Para celebrar su buena suerte había contratado a una papayera de Emaús, a los gaiteros de Betania, a un acordeonero de Palestina y a la tambora de Galilea.
Siempre apostaba al número siete ya que era una cifra cabalística porque las Sagradas Escrituras decían, en el Génesis, que en siete días se había creado al mundo; en el Éxodo, siete fueron las espigas y vacas gordas y flacas en el sueño de José, el esclavo hebreo, cuando le adivinó al Faraón, y siete habían sido las plagas de Egipto. Se acordó entonces de un viejo amigo, fácil para los buenos negocios. Su nombre era Judas Iscariote. Con él podría invertir la plata del baloto en la cría de camellos, la venta y compra de dátiles y de aceite de oliva.
Una mañana de la Pascua Judía marcó a un teléfono.

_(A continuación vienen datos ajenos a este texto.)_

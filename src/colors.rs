//! Color values and their textual forms.
//!
//! Provides:
//! - RGB(A) color representation with lazily clamped channels
//! - Parsing of `#RGB`, `#RRGGBB`, `rgb(r, g, b)` and `rgba(r, g, b, a)`
//! - Hex and functional string formatting
//! - RGB <-> HSV conversion and hue rotation
//! - Integration with owo-colors and ratatui

use log::trace;
use owo_colors::OwoColorize;
use ratatui::style::Color as RatatuiColor;
use std::{
    fmt::{self, Display},
    str::FromStr,
};

use crate::error::{ColorError, ColorResult};

/// Represents an RGB color with an optional alpha channel.
///
/// Channels are not range checked on construction. Values outside `0..=255`
/// are carried as-is and clamped by the functions that consume them.
#[derive(Debug, Clone, Copy, PartialEq)]
pub struct RgbColor {
    pub r: i32,
    pub g: i32,
    pub b: i32,
    pub a: Option<f64>,
}

impl RgbColor {
    /// Create a new RGB color without alpha
    #[inline]
    pub const fn rgb(r: i32, g: i32, b: i32) -> Self {
        Self { r, g, b, a: None }
    }

    /// Create a new RGBA color with the given alpha in `[0, 1]`
    #[inline]
    pub const fn rgba(r: i32, g: i32, b: i32, a: f64) -> Self {
        Self {
            r,
            g,
            b,
            a: Some(a),
        }
    }

    /// Get color with modified alpha
    pub fn with_alpha(&self, alpha: f64) -> Self {
        Self {
            a: Some(alpha),
            ..*self
        }
    }

    /// Get the color with its alpha channel dropped
    pub fn without_alpha(&self) -> Self {
        Self { a: None, ..*self }
    }

    /// Get the RGB components clamped to `0..=255`
    pub fn clamped_components(&self) -> (u8, u8, u8) {
        (
            clamp_channel(self.r),
            clamp_channel(self.g),
            clamp_channel(self.b),
        )
    }

    /// Convert to owo-colors RGB type
    pub fn to_owo_rgb(&self) -> owo_colors::Rgb {
        let (r, g, b) = self.clamped_components();
        owo_colors::Rgb(r, g, b)
    }

    /// Convert to ratatui Color
    pub fn to_ratatui(&self) -> RatatuiColor {
        let (r, g, b) = self.clamped_components();
        RatatuiColor::Rgb(r, g, b)
    }
}

impl FromStr for RgbColor {
    type Err = miette::Report;

    fn from_str(color: &str) -> ColorResult<Self> {
        parse_color(color).map_err(|msg| {
            trace!("rejected color string {:?}: {}", color, msg);
            ColorError::parse(color, (0, color.len()), msg).into()
        })
    }
}

impl From<RgbColor> for owo_colors::Rgb {
    fn from(color: RgbColor) -> Self {
        color.to_owo_rgb()
    }
}

impl From<RgbColor> for RatatuiColor {
    fn from(color: RgbColor) -> Self {
        color.to_ratatui()
    }
}

impl fmt::Display for RgbColor {
    fn fmt(&self, f: &mut fmt::Formatter<'_>) -> fmt::Result {
        match self.a {
            None => write!(f, "rgb({},{},{})", self.r, self.g, self.b),
            Some(a) => write!(f, "rgba({},{},{},{})", self.r, self.g, self.b, a),
        }
    }
}

/// HSV color with every component in `[0, 1]`; hue is cyclic.
#[derive(Debug, Clone, Copy, PartialEq)]
pub(crate) struct HsvColor {
    pub(crate) h: f64,
    pub(crate) s: f64,
    pub(crate) v: f64,
}

impl HsvColor {
    /// Gray inputs (including black) get hue and saturation of exactly 0.
    pub(crate) fn from_rgb(color: &RgbColor) -> Self {
        let r = f64::from(color.r.clamp(0, 255)) / 255.0;
        let g = f64::from(color.g.clamp(0, 255)) / 255.0;
        let b = f64::from(color.b.clamp(0, 255)) / 255.0;

        let min = r.min(g.min(b));
        let max = r.max(g.max(b));
        let delta = max - min;

        let (mut h, s) = if max == 0.0 || delta == 0.0 {
            (0.0, 0.0)
        } else {
            let h = if r == max {
                (g - b) / delta
            } else if g == max {
                2.0 + (b - r) / delta
            } else {
                4.0 + (r - g) / delta
            };
            (h, delta / max)
        };

        h /= 6.0;
        if h < 0.0 {
            h += 1.0;
        }

        Self { h, s, v: max }
    }

    /// Channels are floored, so a round trip may lose one unit per channel.
    pub(crate) fn to_rgb(self) -> RgbColor {
        let Self { h, s, v } = self;

        let (r, g, b) = if s == 0.0 {
            (v, v, v)
        } else {
            let sector_pos = h * 6.0;
            let sector = sector_pos.floor();
            let fractional = sector_pos - sector;

            let p = v * (1.0 - s);
            let q = v * (1.0 - (s * fractional));
            let t = v * (1.0 - (s * (1.0 - fractional)));

            match (sector as i64).rem_euclid(6) {
                0 => (v, t, p),
                1 => (q, v, p),
                2 => (p, v, t),
                3 => (p, q, v),
                4 => (t, p, v),
                _ => (v, p, q),
            }
        };

        RgbColor::rgb(floor_channel(r), floor_channel(g), floor_channel(b))
    }

    /// Only a hue above 1 is wrapped; negative hues are left for `to_rgb`.
    pub(crate) fn rotate(self, rotate_factor: f64) -> Self {
        let h = self.h + rotate_factor;
        Self {
            h: if h > 1.0 { h - 1.0 } else { h },
            ..self
        }
    }
}

fn floor_channel(unit: f64) -> i32 {
    (unit * 255.0).floor() as i32
}

pub(crate) fn clamp_channel(channel: i32) -> u8 {
    channel.clamp(0, 255) as u8
}

/// Parses a color string, returning `None` when it is not one of
/// `#RGB`, `#RRGGBB`, `rgb(r, g, b)` or `rgba(r, g, b, a)`.
pub fn parse_color_string(color: &str) -> Option<RgbColor> {
    color.parse().ok()
}

fn parse_color(color: &str) -> Result<RgbColor, &'static str> {
    if color.contains('#') {
        match color.len() {
            7 => parse_hex(color, 2),
            4 => parse_hex(color, 1),
            _ => Err("hex colors must be #RGB or #RRGGBB"),
        }
    } else if color.contains("rgb(") {
        let args = functional_args(color, "rgb(").ok_or("malformed rgb() color")?;
        match args.as_slice() {
            [r, g, b] => Ok(RgbColor::rgb(
                parse_integer(r)?,
                parse_integer(g)?,
                parse_integer(b)?,
            )),
            _ => Err("rgb() takes exactly three components"),
        }
    } else if color.contains("rgba(") {
        let args = functional_args(color, "rgba(").ok_or("malformed rgba() color")?;
        match args.as_slice() {
            [r, g, b, a] => Ok(RgbColor::rgba(
                parse_integer(r)?,
                parse_integer(g)?,
                parse_integer(b)?,
                parse_alpha(a)?,
            )),
            _ => Err("rgba() takes exactly four components"),
        }
    } else {
        Err("expected #RGB, #RRGGBB, rgb(r, g, b) or rgba(r, g, b, a)")
    }
}

fn parse_hex(color: &str, width: usize) -> Result<RgbColor, &'static str> {
    let digits = color
        .strip_prefix('#')
        .filter(|digits| digits.len() == width * 3)
        .ok_or("hex colors must start with #")?;

    let nibbles = digits
        .chars()
        .map(|c| c.to_digit(16))
        .collect::<Option<Vec<u32>>>()
        .ok_or("invalid hex digit")?;

    // #RGB duplicates each digit, so 0x9 becomes 0x99
    let scale = if width == 1 { 17 } else { 1 };
    let channels: Vec<i32> = nibbles
        .chunks(width)
        .map(|chunk| (chunk.iter().fold(0, |acc, d| acc * 16 + d) * scale) as i32)
        .collect();

    match channels.as_slice() {
        [r, g, b] => Ok(RgbColor::rgb(*r, *g, *b)),
        _ => Err("invalid hex digit"),
    }
}

/// Splits `prefix(a,b,...)` into its components. Whitespace is allowed
/// after a comma and nowhere else.
fn functional_args<'a>(color: &'a str, prefix: &str) -> Option<Vec<&'a str>> {
    let body = color.strip_prefix(prefix)?.strip_suffix(')')?;
    let mut parts = body.split(',');
    let first = parts.next()?;

    Some(
        std::iter::once(first)
            .chain(parts.map(str::trim_start))
            .collect(),
    )
}

fn is_digits(text: &str) -> bool {
    !text.is_empty() && text.bytes().all(|b| b.is_ascii_digit())
}

fn parse_integer(text: &str) -> Result<i32, &'static str> {
    if !is_digits(text) {
        return Err("color channels must be unsigned integers");
    }

    Ok(text.bytes().fold(0i32, |acc, b| {
        acc.saturating_mul(10).saturating_add(i32::from(b - b'0'))
    }))
}

fn parse_alpha(text: &str) -> Result<f64, &'static str> {
    let well_formed = match text.split_once('.') {
        Some((whole, fraction)) => {
            (whole.is_empty() || is_digits(whole)) && is_digits(fraction)
        }
        None => is_digits(text),
    };

    if !well_formed {
        return Err("alpha must be a decimal number");
    }

    text.parse().map_err(|_| "alpha must be a decimal number")
}

/// Formats a color as `rgb(r,g,b)`, or `rgba(r,g,b,a)` when alpha is present.
pub fn rgb_string(color: &RgbColor) -> String {
    color.to_string()
}

/// Formats a color as uppercase `#RRGGBB`, clamping each channel.
pub fn hex_string(color: &RgbColor) -> String {
    let (r, g, b) = color.clamped_components();
    format!("#{:02X}{:02X}{:02X}", r, g, b)
}

/// Parses any supported color string and re-emits it as `#RRGGBB`.
pub fn normalize_to_hex_string(color: &str) -> Option<String> {
    parse_color_string(color).map(|rgb| hex_string(&rgb))
}

/// Converts a 3- or 6-digit hex color (leading `#` optional) to
/// `rgb(r,g,b)`, or `rgba(r,g,b,t)` when a transparency is given.
/// Malformed input yields an empty string.
pub fn hex_to_rgb_string(hex: &str, transparency: Option<f64>) -> String {
    let digits = hex.strip_prefix('#').unwrap_or(hex);
    if !digits.bytes().all(|b| b.is_ascii_hexdigit()) {
        return String::new();
    }

    let expanded: String = match digits.len() {
        3 => digits.chars().flat_map(|c| [c, c]).collect(),
        6 => digits.to_owned(),
        _ => return String::new(),
    };

    let rgb = format!("#{}", expanded);
    let Some(color) = parse_color_string(&rgb) else {
        return String::new();
    };

    match transparency.filter(|t| !t.is_nan()) {
        Some(t) => format!("rgba({},{},{},{})", color.r, color.g, color.b, t),
        None => format!("rgb({},{},{})", color.r, color.g, color.b),
    }
}

/// Rotates the hue of a color string by `rotate_factor` turns.
///
/// A factor of exactly 0 returns the input untouched, without
/// canonicalization. Any other factor yields an uppercase hex string.
pub fn rotate(color: &str, rotate_factor: f64) -> Option<String> {
    if rotate_factor == 0.0 {
        return Some(color.to_owned());
    }

    let original = parse_color_string(color)?;
    let rotated = HsvColor::from_rgb(&original).rotate(rotate_factor).to_rgb();
    Some(hex_string(&rotated))
}

/// Extension trait for painting terminal text with an [`RgbColor`]
pub trait Swatch: OwoColorize {
    /// Paint the text in the given color
    #[inline]
    fn swatch(self, color: RgbColor) -> String
    where
        Self: Sized + Display,
    {
        let (r, g, b) = color.clamped_components();
        format!("{}", self.truecolor(r, g, b))
    }

    /// Paint the text background in the given color
    #[inline]
    fn swatch_on(self, color: RgbColor) -> String
    where
        Self: Sized + Display,
    {
        let (r, g, b) = color.clamped_components();
        format!("{}", self.on_truecolor(r, g, b))
    }
}

impl<T: OwoColorize + Display> Swatch for T {}
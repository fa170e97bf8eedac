use criterion::{black_box, criterion_group, criterion_main, BenchmarkId, Criterion};
use rayon::prelude::*;
use serde_json::json;
use std::time::Duration;
use tincture::{ColorHelper, PropertyIdentifier, SequentialPalette};

fn series_keys(size: usize) -> Vec<String> {
    (0..size).map(|i| format!("series-{}", i % 64)).collect()
}

pub fn bench_shared_helper(c: &mut Criterion) {
    let mut group = c.benchmark_group("shared_helper");
    group.sample_size(100);
    group.measurement_time(Duration::from_secs(10));

    let palette = SequentialPalette::default();
    let helper = ColorHelper::new(&palette)
        .with_fill_property(PropertyIdentifier::new("dataPoint", "fill"));
    let no_objects = json!({});

    for size in [100, 1000, 10000].iter() {
        let keys = series_keys(*size);

        // Sequential resolution
        group.bench_with_input(BenchmarkId::new("sequential", size), &keys, |b, keys| {
            b.iter(|| {
                keys.iter()
                    .map(|key| helper.get_color_for_series_value(&no_objects, key, None))
                    .for_each(|color| {
                        black_box(color);
                    });
            });
        });

        // Many readers of one helper
        group.bench_with_input(BenchmarkId::new("parallel", size), &keys, |b, keys| {
            b.iter(|| {
                keys.par_iter().for_each(|key| {
                    black_box(helper.get_color_for_series_value(&no_objects, key, None));
                });
            });
        });

        // Batch processing for better parallel efficiency
        group.bench_with_input(BenchmarkId::new("parallel_chunked", size), &keys, |b, keys| {
            b.iter(|| {
                keys.par_chunks(128).for_each(|chunk| {
                    chunk.iter().for_each(|key| {
                        black_box(helper.get_color_for_measure(&no_objects, key, None));
                    });
                });
            });
        });
    }
    group.finish();
}

// Configure and run benchmarks
criterion_group!(
    name = parallel_benches;
    config = Criterion::default()
        .sample_size(100)
        .measurement_time(Duration::from_secs(10))
        .noise_threshold(0.05);
    targets = bench_shared_helper
);
criterion_main!(parallel_benches);
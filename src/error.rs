use miette::{Diagnostic, SourceSpan};
use std::{
    error::Error,
    fmt::{Display, Formatter, Result},
};

#[derive(Debug, Diagnostic)]
pub enum ColorError {
    #[diagnostic(code(tincture::parse), url(docsrs))]
    Parse {
        #[source_code]
        src: String,
        #[label("not a recognized color")]
        err_span: SourceSpan,
        msg: String,
    },

    #[diagnostic(code(tincture::scale), url(docsrs))]
    Scale {
        #[source_code]
        src: String,
        #[label("invalid scale definition")]
        err_span: SourceSpan,
        msg: String,
    },

    #[diagnostic(
        code(tincture::domain),
        url(docsrs),
        help("enable clamping or widen the scale domain")
    )]
    OutOfDomain {
        #[source_code]
        src: String,
        #[label("outside the scale domain")]
        err_span: SourceSpan,
        value: f64,
        min: f64,
        max: f64,
    },
}

pub type ColorResult<T> = miette::Result<T>;

impl Display for ColorError {
    fn fmt(&self, f: &mut Formatter<'_>) -> Result {
        match self {
            ColorError::Parse { msg, .. } => write!(f, "Color parse error: {}", msg),
            ColorError::Scale { msg, .. } => write!(f, "Color scale error: {}", msg),
            ColorError::OutOfDomain {
                value, min, max, ..
            } => write!(
                f,
                "Value {} is outside the scale domain [{}, {}]",
                value, min, max
            ),
        }
    }
}

impl Error for ColorError {}

impl ColorError {
    pub fn parse(
        src: impl Into<String>,
        err_span: impl Into<SourceSpan>,
        msg: impl Into<String>,
    ) -> Self {
        Self::Parse {
            src: src.into(),
            err_span: err_span.into(),
            msg: msg.into(),
        }
    }

    pub fn scale(
        src: impl Into<String>,
        err_span: impl Into<SourceSpan>,
        msg: impl Into<String>,
    ) -> Self {
        Self::Scale {
            src: src.into(),
            err_span: err_span.into(),
            msg: msg.into(),
        }
    }

    /// Builds an out-of-domain error, labelling the whole rendered value
    pub fn out_of_domain(value: f64, min: f64, max: f64) -> Self {
        let src = value.to_string();
        let err_span = (0, src.len());
        Self::OutOfDomain {
            src,
            err_span: err_span.into(),
            value,
            min,
            max,
        }
    }
}
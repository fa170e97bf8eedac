//! Palette provider capability and a sequential reference provider

use serde::{Deserialize, Serialize};
use std::{
    collections::HashMap,
    fmt::{self, Debug, Display},
    sync::{Mutex, PoisonError},
};

/// Categorical colors handed out by [`SequentialPalette`] when none are given
pub const DEFAULT_COLORS: [&str; 10] = [
    "#01B8AA", "#374649", "#FD625E", "#F2C80F", "#5F6B6D", "#8AD4EB", "#FE9666", "#A66999",
    "#3599B8", "#DFBFBF",
];

/// A source of stable per-key colors and named theme colors.
///
/// Implementations own their allocation bookkeeping. `get_color` may record
/// a new slot for an unseen key, so providers used from several threads
/// must serialize that bookkeeping themselves.
pub trait ColorPalette: Send + Sync + Debug {
    /// Returns the color associated with `key`, allocating a slot on first use
    fn get_color(&self, key: &str) -> String;

    /// Looks up a named theme color
    fn theme_color(&self, _name: ThemeColorName) -> Option<String> {
        None
    }

    /// Whether the host is in an accessibility high-contrast mode
    fn is_high_contrast(&self) -> bool {
        false
    }
}

/// Named colors of an extended theme palette
#[derive(Debug, Clone, Copy, PartialEq, Eq, Hash, Default, Serialize, Deserialize)]
#[serde(rename_all = "camelCase")]
pub enum ThemeColorName {
    #[default]
    Background,
    BackgroundLight,
    BackgroundNeutral,
    BackgroundDark,
    Foreground,
    ForegroundLight,
    ForegroundDark,
    ForegroundNeutralLight,
    ForegroundNeutralDark,
    ForegroundNeutralSecondary,
    ForegroundNeutralSecondaryAlt,
    ForegroundNeutralSecondaryAlt2,
    ForegroundNeutralTertiary,
    ForegroundNeutralTertiaryAlt,
    ForegroundSelected,
    ForegroundButton,
    Hyperlink,
    VisitedHyperlink,
    MapPushpin,
    ShapeStroke,
    Selection,
    Separator,
    Negative,
    Neutral,
    Positive,
}

impl ThemeColorName {
    pub const fn as_str(&self) -> &'static str {
        match self {
            Self::Background => "background",
            Self::BackgroundLight => "backgroundLight",
            Self::BackgroundNeutral => "backgroundNeutral",
            Self::BackgroundDark => "backgroundDark",
            Self::Foreground => "foreground",
            Self::ForegroundLight => "foregroundLight",
            Self::ForegroundDark => "foregroundDark",
            Self::ForegroundNeutralLight => "foregroundNeutralLight",
            Self::ForegroundNeutralDark => "foregroundNeutralDark",
            Self::ForegroundNeutralSecondary => "foregroundNeutralSecondary",
            Self::ForegroundNeutralSecondaryAlt => "foregroundNeutralSecondaryAlt",
            Self::ForegroundNeutralSecondaryAlt2 => "foregroundNeutralSecondaryAlt2",
            Self::ForegroundNeutralTertiary => "foregroundNeutralTertiary",
            Self::ForegroundNeutralTertiaryAlt => "foregroundNeutralTertiaryAlt",
            Self::ForegroundSelected => "foregroundSelected",
            Self::ForegroundButton => "foregroundButton",
            Self::Hyperlink => "hyperlink",
            Self::VisitedHyperlink => "visitedHyperlink",
            Self::MapPushpin => "mapPushpin",
            Self::ShapeStroke => "shapeStroke",
            Self::Selection => "selection",
            Self::Separator => "separator",
            Self::Negative => "negative",
            Self::Neutral => "neutral",
            Self::Positive => "positive",
        }
    }
}

impl Display for ThemeColorName {
    fn fmt(&self, f: &mut fmt::Formatter<'_>) -> fmt::Result {
        f.write_str(self.as_str())
    }
}

/// Hands out colors in the order keys are first requested, cycling through
/// its color list. Mostly useful for tests and demos.
#[derive(Debug)]
pub struct SequentialPalette {
    colors: Vec<String>,
    theme: HashMap<ThemeColorName, String>,
    high_contrast: bool,
    slots: Mutex<HashMap<String, usize>>,
}

impl SequentialPalette {
    /// Creates a palette cycling through `colors`, or [`DEFAULT_COLORS`] if empty
    pub fn new<I, S>(colors: I) -> Self
    where
        I: IntoIterator<Item = S>,
        S: Into<String>,
    {
        let mut colors: Vec<String> = colors.into_iter().map(Into::into).collect();
        if colors.is_empty() {
            colors = DEFAULT_COLORS.iter().map(|c| (*c).to_owned()).collect();
        }

        Self {
            colors,
            theme: HashMap::new(),
            high_contrast: false,
            slots: Mutex::new(HashMap::new()),
        }
    }

    pub fn with_theme_color(mut self, name: ThemeColorName, color: impl Into<String>) -> Self {
        self.theme.insert(name, color.into());
        self
    }

    pub fn with_high_contrast(mut self, high_contrast: bool) -> Self {
        self.high_contrast = high_contrast;
        self
    }

    /// Number of keys that have been assigned a slot
    pub fn allocated(&self) -> usize {
        self.slots
            .lock()
            .unwrap_or_else(PoisonError::into_inner)
            .len()
    }
}

impl Default for SequentialPalette {
    fn default() -> Self {
        Self::new(Vec::<String>::new())
    }
}

impl ColorPalette for SequentialPalette {
    fn get_color(&self, key: &str) -> String {
        let mut slots = self.slots.lock().unwrap_or_else(PoisonError::into_inner);
        let next = slots.len();
        let slot = *slots.entry(key.to_owned()).or_insert(next);

        self.colors[slot % self.colors.len()].clone()
    }

    fn theme_color(&self, name: ThemeColorName) -> Option<String> {
        self.theme.get(&name).cloned()
    }

    fn is_high_contrast(&self) -> bool {
        self.high_contrast
    }
}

Se perturbó ante el acento suave y desanimado de una mujer que respondió:
– Si? Familia Iscariote, a la orden?
Otra vez la voz sedosa y reposada respondió cuando preguntó por Judas
– Mi hermano anda por ahí con ese Jesús y su combo de hippies.
Era la segunda vez que oía de ese Jesús y sus alborotadores con unas teorías nuevas como el perdón de los pecados, el amor al prójimo y la otra vida después de ésta. Se comentaba que ese Jesús había sido criado en las cuevas del desierto por la secta de los esenios, llevado por un primo de nombre Juan que bautizaba en el río Jordán y era un rabioso predicador contra el rey Herodes porque éste le tenía el ojo echado a Herodías, su propia cuñada.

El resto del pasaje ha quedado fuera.